The blog has evolved to a fortnightly format. The main reason for this is that my balance of academic work has changed, aka I have a real job now! Leading the musculoskeletal and sports research at Monash Uni in Melbourne. So the blog lives on, not only to assist translation of tendinopathy research into practice (the initial aim), but also as a way to meet potential research collaborators and students – if that is you, please make yourself known now!
The blog (subscribe here) this week we focus on a study that sheds light on the potential role of the subcutaneous bursa in insertional Achilles tendinopathy, but the question has to be asked, what do these association studies actually add and do they change our management? The second study I picked because although some of the science was good I struggled with their arguments about the importance of pathology in tendon management. Always a topic that divides people and brings up lot’s of opinions and debate.
I hope you enjoy.
Shedding light on the subcutaneous Achilles bursa, but should we care?
What they did: Andersson et al. were interested in the subcutaneous Achilles bursa which is superficial to the Achilles tendon insertion – see figure below. They argue that the retrocalcaneal bursa and tendon is often considered as a pain source in insertional Achilles issues, but the subcutaneous bursa is not. They collected tissue samples of the subcutaneous and retrocalcaneal bursae, the posterosuperior prominence of the calcaneal tuberosity and the anterior part of the distal Achilles tendon among 10 people undergoing surgery for insertional Achilles tendinopathy.
Immunohistochemical staining was performed on tissue samples. Samples were given a semi-quantitative grade depending on the amount of PGP 9.5-positive structures, ranging from 0 to 3 (0 = very few or no PGP 9.5-positive structures, 1 = a few PGP 9.5-positive structures were seen in the section, 2 = PGP 9.5-positive structures were frequently occurring throughout the section, 3 = PGP 9.5-positive structures were seen in all fields of view throughout the section). PGP 9.5 is a general nerve marker and can visualize nerve fibres and nerve fascicles, but does not differentiate between different nerve types. The microscopists were blinded to the tissue being studied.

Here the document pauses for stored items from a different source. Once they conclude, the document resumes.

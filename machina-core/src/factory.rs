//! The factory / option binder: `find kind → find/select bus → allocate →
//! apply properties → init`, as described in §4.6, plus the `device-del`
//! and `device-show` command bodies that share the same path-resolution and
//! lifecycle plumbing.

use crate::error::QdevError;
use crate::introspect::{self, StateFieldValue};
use crate::lifecycle;
use crate::machine::Machine;
use crate::path;
use crate::property::PropertyKind;
use crate::registry::{find_device_kind, list_device_kinds, DeviceKind};
use crate::tree::Device;
use machina_utils::Handle;
use std::collections::HashMap;

/// The option bag a `device-add` (or CLI front-end) call is built from:
/// `driver`, optional `bus`, optional `id`, plus whatever other keys name
/// properties of the resolved kind or its host bus-kind. A bare `"?"` key
/// (no meaningful value) requests property help instead of construction.
pub type OptionBag = HashMap<String, String>;

/// What `device_add` produced: either a live device, or one of the two help
/// listings `driver=?` / `?` trigger. Modelled as a distinct outcome rather
/// than a flag threaded through construction, per the design notes.
pub enum AddOutcome {
    Created(Handle<Device>),
    Help(HelpInfo),
}

pub enum HelpInfo {
    /// `driver=?`: every user-creatable kind.
    Kinds(Vec<&'static DeviceKind>),
    /// `driver=<kind>,?`: every printable property name of that kind (and,
    /// if a `bus=` was also given and resolves, its host bus-kind's).
    Properties { kind: &'static DeviceKind, properties: Vec<&'static str> },
}

const RESERVED_KEYS: [&str; 4] = ["driver", "bus", "id", "?"];

/// Runs the `device-add` command body described in §4.6.
pub fn device_add(machine: &Machine, bag: OptionBag) -> Result<AddOutcome, QdevError> {
    let driver = bag.get("driver").ok_or_else(|| QdevError::MissingParameter("driver".to_string()))?;
    if driver == "?" {
        let kinds = list_device_kinds().into_iter().filter(|k| k.user_creatable).collect();
        return Ok(AddOutcome::Help(HelpInfo::Kinds(kinds)));
    }

    let kind = find_device_kind(None, driver)
        .filter(|k| k.user_creatable)
        .ok_or_else(|| QdevError::InvalidParameterValue {
            name: "driver".to_string(),
            expected: "a registered, user-creatable device kind".to_string(),
        })?;

    let bus = match bag.get("bus") {
        Some(target) => {
            let bus = path::resolve_bus(&machine.root(), target, false)?;
            if bus.kind.name != kind.bus_kind {
                return Err(QdevError::BadBusForDevice {
                    kind: kind.name.to_string(),
                    bus_kind: bus.kind.name.to_string(),
                });
            }
            bus
        }
        None => path::find_bus_of_kind(&machine.root(), kind.bus_kind).ok_or_else(|| QdevError::NoBusForDevice {
            kind: kind.name.to_string(),
            bus_kind: kind.bus_kind.to_string(),
        })?,
    };

    if bag.contains_key("?") {
        let mut properties: Vec<&'static str> = printable_names(kind.properties);
        properties.extend(printable_names(bus.kind.properties));
        return Ok(AddOutcome::Help(HelpInfo::Properties { kind, properties }));
    }

    if machine.is_creation_done() && !bus.allow_hotplug {
        return Err(QdevError::BusNoHotplug(bus.name.clone()));
    }

    let device = machine.create_device(&bus, kind)?;

    if let Some(id) = bag.get("id") {
        if path::find_by_id(&machine.root(), id).is_some() {
            lifecycle::free(&device, machine);
            return Err(QdevError::InvalidParameterValue {
                name: "id".to_string(),
                expected: "an id not already used in the tree".to_string(),
            });
        }
        device.set_id(Some(id.clone()));
    }

    for (key, value) in bag.iter() {
        if RESERVED_KEYS.contains(&key.as_str()) {
            continue;
        }
        let prop = kind.properties.iter().chain(bus.kind.properties.iter()).find(|p| p.name == key);
        match prop {
            Some(prop) => {
                if let Err(err) = prop.parse_and_write(&device.storage, value) {
                    lifecycle::free(&device, machine);
                    return Err(err.into());
                }
            }
            None => {
                lifecycle::free(&device, machine);
                return Err(QdevError::InvalidParameterValue {
                    name: key.clone(),
                    expected: format!("a property of '{}'", kind.name),
                });
            }
        }
    }

    lifecycle::init(&device, machine)?;
    device.retain_option_bag(bag);
    Ok(AddOutcome::Created(device))
}

fn printable_names(schema: &'static [crate::property::PropertyDescriptor]) -> Vec<&'static str> {
    schema.iter().filter(|p| !matches!(p.kind, PropertyKind::LegacyReadOnly)).map(|p| p.name).collect()
}

/// Runs the `device-del` command body: resolves `id` and invokes
/// `lifecycle::unplug`, which runs the kind's optional `unplug` notification
/// hook and then removes the device itself, within this call.
pub fn device_del(machine: &Machine, id: &str) -> Result<(), QdevError> {
    let device = path::find_by_id(&machine.root(), id).ok_or_else(|| QdevError::DeviceNotFound(id.to_string()))?;
    lifecycle::unplug(&device, machine)
}

/// The structured object `device-show` returns (§6).
pub struct DeviceShow {
    pub device: String,
    pub id: String,
    pub version: u32,
    pub fields: Vec<StateFieldValue>,
}

/// Runs the `device-show` command body: resolves `path`, then consults
/// `machine`'s migration table (populated by `lifecycle::init`) for the
/// descriptor the device actually registered under, failing `DeviceNoState`
/// if it never did, and walks it with the introspector.
pub fn device_show(machine: &Machine, path_str: &str, full: bool) -> Result<DeviceShow, QdevError> {
    let device = path::resolve_device(&machine.root(), path_str)?;
    if !machine.migration().is_registered(device.instance_id) {
        return Err(QdevError::DeviceNoState(device.kind.name.to_string()));
    }
    let descriptor = machine
        .state_descriptor_for(&device)
        .ok_or_else(|| QdevError::DeviceNoState(device.kind.name.to_string()))?;
    let fields = introspect::introspect(descriptor, &device.storage, full)
        .map_err(|_| QdevError::DeviceNoState(device.kind.name.to_string()))?;
    Ok(DeviceShow {
        device: format!("{}.{}", device.kind.name, device.instance_number()),
        id: device.id().unwrap_or_default(),
        version: descriptor.version_id,
        fields,
    })
}
//! A thin illustrative monitor front-end over `machina-core`: parses a
//! handful of `clap` subcommands into the option bags / path strings the
//! core's `device_add` / `device_del` / `device_show` / `info` commands
//! expect, drives one in-process `Machine`, and prints the result as JSON.
//!
//! Not a full monitor protocol implementation — no readline loop, no QMP,
//! one command per process invocation.

mod devices;

use clap::{Parser, Subcommand};
use machina_core::factory::{AddOutcome, HelpInfo, OptionBag};
use machina_core::{device_add, device_del, device_show, info, Machine, QdevError};
use serde_json::{json, Value};

#[derive(Parser)]
#[command(name = "monitor", about = "Illustrative device-composition CLI")]
struct Cli {
    #[command(subcommand)]
    command: Command,
}

#[derive(Subcommand)]
enum Command {
    /// device_add DRIVER [KEY=VALUE...]
    DeviceAdd {
        driver: String,
        #[arg(value_name = "KEY=VALUE")]
        props: Vec<String>,
    },
    /// device_del ID
    DeviceDel { id: String },
    /// device_show PATH
    DeviceShow {
        path: String,
        #[arg(long)]
        full: bool,
    },
    /// info tree | info device-list
    Info {
        #[command(subcommand)]
        which: InfoCommand,
    },
}

#[derive(Subcommand)]
enum InfoCommand {
    Tree,
    DeviceList,
}

fn main() {
    env_logger::init();
    devices::register();
    let cli = Cli::parse();
    let machine = Machine::new();

    let output = match cli.command {
        Command::DeviceAdd { driver, props } => run_device_add(&machine, driver, props),
        Command::DeviceDel { id } => run_device_del(&machine, &id),
        Command::DeviceShow { path, full } => run_device_show(&machine, &path, full),
        Command::Info { which } => match which {
            InfoCommand::Tree => {
                println!("{}", info::tree(&machine));
                return;
            }
            InfoCommand::DeviceList => {
                println!("{}", info::device_list());
                return;
            }
        },
    };

    println!("{}", serde_json::to_string_pretty(&output).expect("JSON envelope always serializes"));
    if output.get("error").is_some() {
        std::process::exit(-1);
    }
}

fn parse_bag(driver: String, props: Vec<String>) -> OptionBag {
    let mut bag = OptionBag::new();
    bag.insert("driver".to_string(), driver);
    for prop in props {
        match prop.split_once('=') {
            Some((key, value)) => {
                bag.insert(key.to_string(), value.to_string());
            }
            None => {
                // Bare `?` (property help) or a malformed `key` with no `=`.
                bag.insert(prop, String::new());
            }
        }
    }
    bag
}

fn run_device_add(machine: &Machine, driver: String, props: Vec<String>) -> Value {
    let bag = parse_bag(driver, props);
    match device_add(machine, bag) {
        Ok(AddOutcome::Created(device)) => {
            log::info!("device-add created '{}'", device.kind.name);
            json!({ "return": { "device": device.kind.name, "id": device.id() } })
        }
        Ok(AddOutcome::Help(HelpInfo::Kinds(kinds))) => {
            let names: Vec<&str> = kinds.iter().map(|k| k.name).collect();
            json!({ "return": { "kinds": names } })
        }
        Ok(AddOutcome::Help(HelpInfo::Properties { kind, properties })) => {
            json!({ "return": { "driver": kind.name, "properties": properties } })
        }
        Err(err) => error_envelope(&err),
    }
}

fn run_device_del(machine: &Machine, id: &str) -> Value {
    match device_del(machine, id) {
        Ok(()) => json!({ "return": {} }),
        Err(err) => error_envelope(&err),
    }
}

fn run_device_show(machine: &Machine, path: &str, full: bool) -> Value {
    match device_show(machine, path, full) {
        Ok(show) => json!({
            "device": show.device,
            "id": show.id,
            "version": show.version,
            "fields": show.fields,
        }),
        Err(err) => error_envelope(&err),
    }
}

fn error_envelope(err: &QdevError) -> Value {
    log::warn!("command failed: {err}");
    json!({ "error": { "desc": err.to_string() } })
}

#[cfg(test)]
mod tests {
    use super::*;

    #[test]
    fn parse_bag_splits_key_value_pairs_and_keeps_bare_tokens() {
        let bag = parse_bag("blinker".to_string(), vec!["rate=500".to_string(), "?".to_string()]);
        assert_eq!(bag.get("driver").map(String::as_str), Some("blinker"));
        assert_eq!(bag.get("rate").map(String::as_str), Some("500"));
        assert_eq!(bag.get("?").map(String::as_str), Some(""));
    }

    #[test]
    fn device_add_then_show_round_trips_through_the_toy_blinker() {
        devices::register();
        let machine = Machine::new();
        let added = run_device_add(&machine, "blinker".to_string(), vec!["rate=250".to_string(), "id=led0".to_string()]);
        assert!(added.get("return").is_some(), "unexpected envelope: {added}");

        let shown = run_device_show(&machine, "led0", false);
        assert_eq!(shown["device"], "blinker.0");
        assert_eq!(shown["id"], "led0");
    }

    #[test]
    fn device_add_with_unknown_driver_returns_an_error_envelope() {
        let machine = Machine::new();
        let result = run_device_add(&machine, "no-such-driver".to_string(), vec![]);
        assert!(result.get("error").is_some(), "unexpected envelope: {result}");
    }

    #[test]
    fn device_del_of_a_missing_id_returns_an_error_envelope() {
        let machine = Machine::new();
        let result = run_device_del(&machine, "nope");
        assert!(result.get("error").is_some(), "unexpected envelope: {result}");
    }

    #[test]
    fn toy_bridge_hosts_a_child_after_board_setup_opens_its_bus() {
        use machina_core::registry::find_device_kind;

        devices::register();
        let machine = Machine::new();
        let bridge = run_device_add(&machine, "toy-bridge".to_string(), vec!["id=bridge0".to_string()]);
        assert!(bridge.get("return").is_some(), "unexpected envelope: {bridge}");

        let bridge_device = machina_core::path::resolve_device(&machine.root(), "bridge0").unwrap();
        let child_bus_kind = find_device_kind(None, "toy-child").unwrap().bus_kind;
        let child_bus_kind = machina_core::registry::find_bus_kind(child_bus_kind).unwrap();
        machine.create_bus(child_bus_kind, Some(&bridge_device), None, true);

        let mut child_bag = OptionBag::new();
        child_bag.insert("driver".to_string(), "toy-child".to_string());
        child_bag.insert("id".to_string(), "child0".to_string());
        device_add(&machine, child_bag).unwrap();

        assert!(machina_core::path::find_by_id(&machine.root(), "child0").is_some());
    }
}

What they found: There were few nerve fibres detected in the tendon, and more in the peritendinous tissue, as you would expect. The grading of the biopsies resulted in a median value of 1 (IQR=0–1.5) for the retrocalcaneal bursa; 2 (IQR=1–2.3) for the subcutaneous bursa; 0 (IQR=0–1) for the tendon, and 1 (IQR=0–1) for the calcaneus – the differences were not statistically significant.

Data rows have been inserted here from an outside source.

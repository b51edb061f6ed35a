//! Device-kind and bus-kind registries: name-keyed lookup tables of
//! statically-known schemas, the composition-time counterpart to the
//! driver registry a device tree binds at probe time.
//!
//! Responsibilities:
//! - Own every registered [DeviceKind] and [BusKind] for the lifetime of the
//!   process, so that `&'static` references to them can be stored on tree
//!   nodes and handed out from [find_device_kind] / [find_bus_kind].
//! - Allow concurrent lookups via the `find_*` functions and synchronized
//!   registration via [register_device_kind] / [register_bus_kind].
//!
//! Notes:
//! - Kinds are registered once, generally at process start, and never
//!   unregistered; [Box::leak] is the simplest way to get a `'static`
//!   reference out of a value built at runtime. Registering a name twice is
//!   rejected (see [register_device_kind]) rather than silently replacing
//!   the previous entry.

use crate::error::RegistryError;
use crate::introspect::StateDescriptor;
use crate::migration::MigrationAlias;
use crate::property::PropertyDescriptor;
use crate::tree::{Bus, Device};
use std::collections::HashMap;
use std::sync::RwLock;

/// Runs a device's kind-specific construction; failure rolls the device
/// back. Takes only `&Device` (no `Machine` access): a kind that hosts
/// children opens its child bus from board/setup code after `device_add`
/// returns, not from within its own `init` (see `monitor`'s toy-bridge).
pub type InitHook = fn(&Device) -> Result<(), String>;
pub type ExitHook = fn(&Device);
/// Returns nonzero to halt a reset walk with that code.
pub type ResetHook = fn(&Device) -> i32;
/// Optional pre-removal notification (quiescing, flushing, ...) run before
/// `lifecycle::unplug` frees the device itself; absence just skips straight
/// to removal.
pub type UnplugHook = fn(&Device);
pub type BusResetHook = fn(&Bus) -> i32;
/// A bus-kind's extension to `info tree`'s per-device line.
pub type PrintDevHook = fn(&Device) -> String;
/// A bus-kind's contribution to a device's firmware path segment.
pub type FirmwarePathHook = fn(&Device) -> String;

/// A device kind's identity, storage shape, schema and lifecycle callbacks.
pub struct DeviceKind {
    pub name: &'static str,
    pub alias: Option<&'static str>,
    pub description: Option<&'static str>,
    pub user_creatable: bool,
    /// Name of the bus kind that may host instances of this kind.
    pub bus_kind: &'static str,
    /// Size in bytes of the zeroed backing buffer a device of this kind needs.
    pub instance_size: usize,
    pub properties: &'static [PropertyDescriptor],
    pub init: InitHook,
    pub exit: Option<ExitHook>,
    pub reset: Option<ResetHook>,
    pub unplug: Option<UnplugHook>,
    pub state_descriptor: Option<&'static StateDescriptor>,
    pub migration_alias: Option<MigrationAlias>,
}

/// A bus kind's identity and the property schema devices plugged into it inherit.
pub struct BusKind {
    pub name: &'static str,
    pub instance_size: usize,
    pub reset: Option<BusResetHook>,
    pub print_dev: Option<PrintDevHook>,
    pub get_firmware_path: Option<FirmwarePathHook>,
    pub properties: &'static [PropertyDescriptor],
}

static DEVICE_KINDS: RwLock<Option<HashMap<&'static str, &'static DeviceKind>>> = RwLock::new(None);
static BUS_KINDS: RwLock<Option<HashMap<&'static str, &'static BusKind>>> = RwLock::new(None);

/// Registers `kind`, leaking it to obtain a `'static` reference.
///
/// A kind must not already be linked under the same name: live devices may
/// hold `&'static DeviceKind` references into the existing entry, and
/// silently replacing it would leave those pointing at a kind no longer
/// reachable by name while new lookups resolve to a different one.
pub fn register_device_kind(kind: DeviceKind) -> Result<&'static DeviceKind, RegistryError> {
    let min_size = kind
        .properties
        .iter()
        .map(|p| p.offset + p.kind.element_size())
        .max()
        .unwrap_or(0);
    debug_assert!(
        kind.instance_size >= min_size,
        "instance_size too small for declared properties"
    );
    let mut guard = DEVICE_KINDS.write().unwrap();
    let map = guard.get_or_insert_with(HashMap::new);
    if map.contains_key(kind.name) {
        return Err(RegistryError::DuplicateKind(kind.name.to_string()));
    }
    let leaked: &'static DeviceKind = Box::leak(Box::new(kind));
    map.insert(leaked.name, leaked);
    Ok(leaked)
}

/// Registers `kind`. See [register_device_kind] for why a duplicate name is
/// rejected rather than replacing the existing entry.
pub fn register_bus_kind(kind: BusKind) -> Result<&'static BusKind, RegistryError> {
    let mut guard = BUS_KINDS.write().unwrap();
    let map = guard.get_or_insert_with(HashMap::new);
    if map.contains_key(kind.name) {
        return Err(RegistryError::DuplicateKind(kind.name.to_string()));
    }
    let leaked: &'static BusKind = Box::leak(Box::new(kind));
    map.insert(leaked.name, leaked);
    Ok(leaked)
}

/// Finds a device kind by exact name, then falls back to matching `alias`,
/// optionally filtered to one hosted by `bus_kind`.
pub fn find_device_kind(bus_kind: Option<&str>, name: &str) -> Option<&'static DeviceKind> {
    let guard = DEVICE_KINDS.read().unwrap();
    let kinds = guard.as_ref()?;
    let matches = |k: &&&DeviceKind| bus_kind.map(|b| k.bus_kind == b).unwrap_or(true);
    if let Some(found) = kinds.get(name).filter(matches) {
        return Some(found);
    }
    kinds
        .values()
        .find(|k| k.alias == Some(name) && matches(&k))
        .copied()
}

pub fn find_bus_kind(name: &str) -> Option<&'static BusKind> {
    BUS_KINDS.read().unwrap().as_ref()?.get(name).copied()
}

/// Lists every registered device kind, sorted by name for stable `info` output.
pub fn list_device_kinds() -> Vec<&'static DeviceKind> {
    let guard = DEVICE_KINDS.read().unwrap();
    let mut kinds: Vec<&'static DeviceKind> = guard.as_ref().map(|m| m.values().copied().collect()).unwrap_or_default();
    kinds.sort_unstable_by_key(|k| k.name);
    kinds
}

#[cfg(test)]
mod tests {
    use super::*;
    use crate::property::PropertyKind;

    fn noop_init(_dev: &Device) -> Result<(), String> {
        Ok(())
    }

    #[test]
    fn registered_kind_is_found_by_name() {
        register_device_kind(DeviceKind {
            name: "registry-test-toaster",
            alias: None,
            description: None,
            user_creatable: true,
            bus_kind: "registry-test-bus",
            instance_size: 16,
            properties: &[],
            init: noop_init,
            exit: None,
            reset: None,
            unplug: None,
            state_descriptor: None,
            migration_alias: None,
        })
        .unwrap();
        let found = find_device_kind(None, "registry-test-toaster").unwrap();
        assert_eq!(found.instance_size, 16);
        assert!(list_device_kinds().iter().any(|k| k.name == "registry-test-toaster"));
    }

    #[test]
    fn alias_resolves_when_name_misses() {
        register_device_kind(DeviceKind {
            name: "registry-test-canonical",
            alias: Some("registry-test-alias"),
            description: None,
            user_creatable: true,
            bus_kind: "registry-test-bus",
            instance_size: 4,
            properties: &[PropertyDescriptor::new("rate", PropertyKind::Uint32, 0)],
            init: noop_init,
            exit: None,
            reset: None,
            unplug: None,
            state_descriptor: None,
            migration_alias: None,
        })
        .unwrap();
        let found = find_device_kind(None, "registry-test-alias").unwrap();
        assert_eq!(found.name, "registry-test-canonical");
    }

    #[test]
    fn unknown_kind_is_absent() {
        assert!(find_device_kind(None, "registry-test-no-such-kind").is_none());
    }

    #[test]
    fn duplicate_name_is_rejected_rather_than_replacing_the_existing_entry() {
        fn build(name: &'static str) -> DeviceKind {
            DeviceKind {
                name,
                alias: None,
                description: None,
                user_creatable: true,
                bus_kind: "registry-test-bus",
                instance_size: 0,
                properties: &[],
                init: noop_init,
                exit: None,
                reset: None,
                unplug: None,
                state_descriptor: None,
                migration_alias: None,
            }
        }
        let first = register_device_kind(build("registry-test-duplicate")).unwrap();
        assert!(matches!(
            register_device_kind(build("registry-test-duplicate")),
            Err(RegistryError::DuplicateKind(_))
        ));
        assert_eq!(find_device_kind(None, "registry-test-duplicate").unwrap().instance_size, first.instance_size);
    }
}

Clinical interpretation: Although not significant, the authors speculate that the innervation pattern of the subcutaneous bursa is clinically relevant. They go on to suggest it is a ‘neglected structure’. The obvious question is, are these nerves relevant at all to the pain presentation of an individual with insertional Achilles tendinopathy? That is the BIG issue with the many cross sectional association studies we have in the area of tendon pain – there is no way of knowing whether these factors are actually relevant. These studies have 'linked' biochemical with tendon pain, eg substance P, acetylcholine, etc, etc, the list is endless. Aside from only showing associations, often the science is poor, ie they compare apples and oranges, i.e. end stage pathological and painful people vs completely asymptomatic and normal tendon controls. Don’t get me wrong, I think exploring pain mechanisms is really really critical, but a focus on the tissue and biochemicals has, so far, in my opinion, not changed our clinical practice one bit, and we are talking about hundreds of studies in this area. Pain biochemicals research may lead to a huge break through and is important, but it is not yet clinically relevant. What is clinically relevant is understanding the multidimensionality and broad spectrum of tendon pain.
So will this study change our management? Will we be more likely to refer for surgery to have the subcutaneous bursa removed or recommend steroid injections for this bursa? Probably not because these interventions have huge negative implications and in my opinion can be avoided in a very vast majority of patients.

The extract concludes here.